→ Data for processing:
//! 持久化缓存
//!
//! 注册表快照和生命周期状态都以 JSON 整文件形式保存在缓存目录中，
//! 读写通过 [`CacheStore`] 抽象完成。缓存不可读、损坏或格式版本不符时
//! 一律视为不存在，由调用方重建。

use std::path::{Path, PathBuf};
use std::sync::Mutex;

use chrono::{DateTime, Utc};
use serde::de::DeserializeOwned;
use serde::{Deserialize, Serialize};
use tracing::{debug, warn};

use crate::module::dependency::MissingOptional;
use crate::module::discovery::Fingerprint;
use crate::module::metadata::ModuleDescriptor;
use crate::utils::Result;

/// 注册表缓存文件名
pub const REGISTRY_CACHE_FILENAME: &str = "modules.cache.json";

/// 生命周期状态文件名
pub const LIFECYCLE_STATE_FILENAME: &str = "module_state.json";

/// 注册表缓存格式版本
pub const CACHE_SCHEMA: u32 = 1;

/// 缓存存储
///
/// 只负责原始文本的读写，序列化由 [`read_json`] / [`write_json`] 处理。
pub trait CacheStore: Send + Sync {
    /// 读取缓存内容，不存在时返回 `Ok(None)`
    fn read(&self) -> Result<Option<String>>;

    /// 覆盖写入缓存内容
    fn write(&self, contents: &str) -> Result<()>;

    /// 删除缓存
    fn invalidate(&self) -> Result<()>;

    /// 用于日志的描述
    fn describe(&self) -> String;
}

/// JSON 文件缓存
#[derive(Debug, Clone)]
pub struct JsonFileStore {
    path: PathBuf,
}

impl JsonFileStore {
    /// 创建文件缓存
    pub fn new(path: impl Into<PathBuf>) -> Self {
        Self { path: path.into() }
    }

    /// 在目录中创建指定文件名的缓存
    pub fn in_dir(dir: &Path, filename: &str) -> Self {
        Self::new(dir.join(filename))
    }

    /// 缓存文件路径
    pub fn path(&self) -> &Path {
        &self.path
    }
}

impl CacheStore for JsonFileStore {
    fn read(&self) -> Result<Option<String>> {
        match std::fs::read_to_string(&self.path) {
            Ok(contents) => Ok(Some(contents)),
            Err(e) if e.kind() == std::io::ErrorKind::NotFound => Ok(None),
            Err(e) => Err(e.into()),
        }
    }

    fn write(&self, contents: &str) -> Result<()> {
        if let Some(parent) = self.path.parent() {
            std::fs::create_dir_all(parent)?;
        }
        std::fs::write(&self.path, contents)?;
        Ok(())
    }

    fn invalidate(&self) -> Result<()> {
        match std::fs::remove_file(&self.path) {
            Ok(()) => Ok(()),
            Err(e) if e.kind() == std::io::ErrorKind::NotFound => Ok(()),
            Err(e) => Err(e.into()),
        }
    }

    fn describe(&self) -> String {
        self.path.display().to_string()
    }
}

/// 内存缓存，用于测试和关闭磁盘缓存的场景
#[derive(Debug, Default)]
pub struct MemoryStore {
    contents: Mutex<Option<String>>,
}

impl MemoryStore {
    /// 创建空的内存缓存
    pub fn new() -> Self {
        Self::default()
    }
}

impl CacheStore for MemoryStore {
    fn read(&self) -> Result<Option<String>> {
        Ok(self.contents.lock().map(|c| c.clone()).unwrap_or_default())
    }

    fn write(&self, contents: &str) -> Result<()> {
        if let Ok(mut guard) = self.contents.lock() {
            *guard = Some(contents.to_string());
        }
        Ok(())
    }

    fn invalidate(&self) -> Result<()> {
        if let Ok(mut guard) = self.contents.lock() {
            *guard = None;
        }
        Ok(())
    }

    fn describe(&self) -> String {
        "memory".to_string()
    }
}

/// 读取并反序列化缓存
///
/// 缓存缺失、无法读取或内容损坏时返回 `None`。
pub fn read_json<T: DeserializeOwned>(store: &dyn CacheStore) -> Option<T> {
    let contents = match store.read() {
        Ok(Some(contents)) => contents,
        Ok(None) => {
            debug!(cache = %store.describe(), "缓存不存在");
            return None;
        }
        Err(e) => {
            warn!(cache = %store.describe(), error = %e, "读取缓存失败");
            return None;
        }
    };

    match serde_json::from_str(&contents) {
        Ok(value) => Some(value),
        Err(e) => {
            debug!(cache = %store.describe(), error = %e, "缓存内容无效");
            None
        }
    }
}

/// 序列化并写入缓存
pub fn write_json<T: Serialize>(store: &dyn CacheStore, value: &T) -> Result<()> {
    let contents = serde_json::to_string_pretty(value)?;
    store.write(&contents)
}

/// 注册表快照
#[derive(Debug, Clone, Serialize, Deserialize)]
pub struct RegistryCache {
    /// 格式版本
    pub schema: u32,
    /// 生成快照时的发现源指纹
    pub fingerprint: Fingerprint,
    /// 全部模块描述（含禁用模块）
    pub descriptors: Vec<ModuleDescriptor>,
    /// 已解析的加载顺序
    pub load_order: Vec<String>,
    /// 不可用的可选依赖
    #[serde(default)]
    pub missing_optional: Vec<MissingOptional>,
    /// 生成时间
    pub generated_at: DateTime<Utc>,
}

impl RegistryCache {
    /// 创建当前格式版本的快照
    pub fn new(
        fingerprint: Fingerprint,
        descriptors: Vec<ModuleDescriptor>,
        load_order: Vec<String>,
        missing_optional: Vec<MissingOptional>,
    ) -> Self {
        Self {
            schema: CACHE_SCHEMA,
            fingerprint,
            descriptors,
            load_order,
            missing_optional,
            generated_at: Utc::now(),
        }
    }

    /// 快照是否可用于给定指纹
    pub fn is_fresh(&self, fingerprint: &Fingerprint) -> bool {
        self.schema == CACHE_SCHEMA && &self.fingerprint == fingerprint
    }
}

→ Instructions for the task: From the data above, return every line from the line that has "use std::sync::Mutex;" up to and including the line that has "use crate::module::discovery::Fingerprint;", exactly.

→ Result of this task:
use std::sync::Mutex;

use chrono::{DateTime, Utc};
use serde::de::DeserializeOwned;
use serde::{Deserialize, Serialize};
use tracing::{debug, warn};

use crate::module::dependency::MissingOptional;
use crate::module::discovery::Fingerprint;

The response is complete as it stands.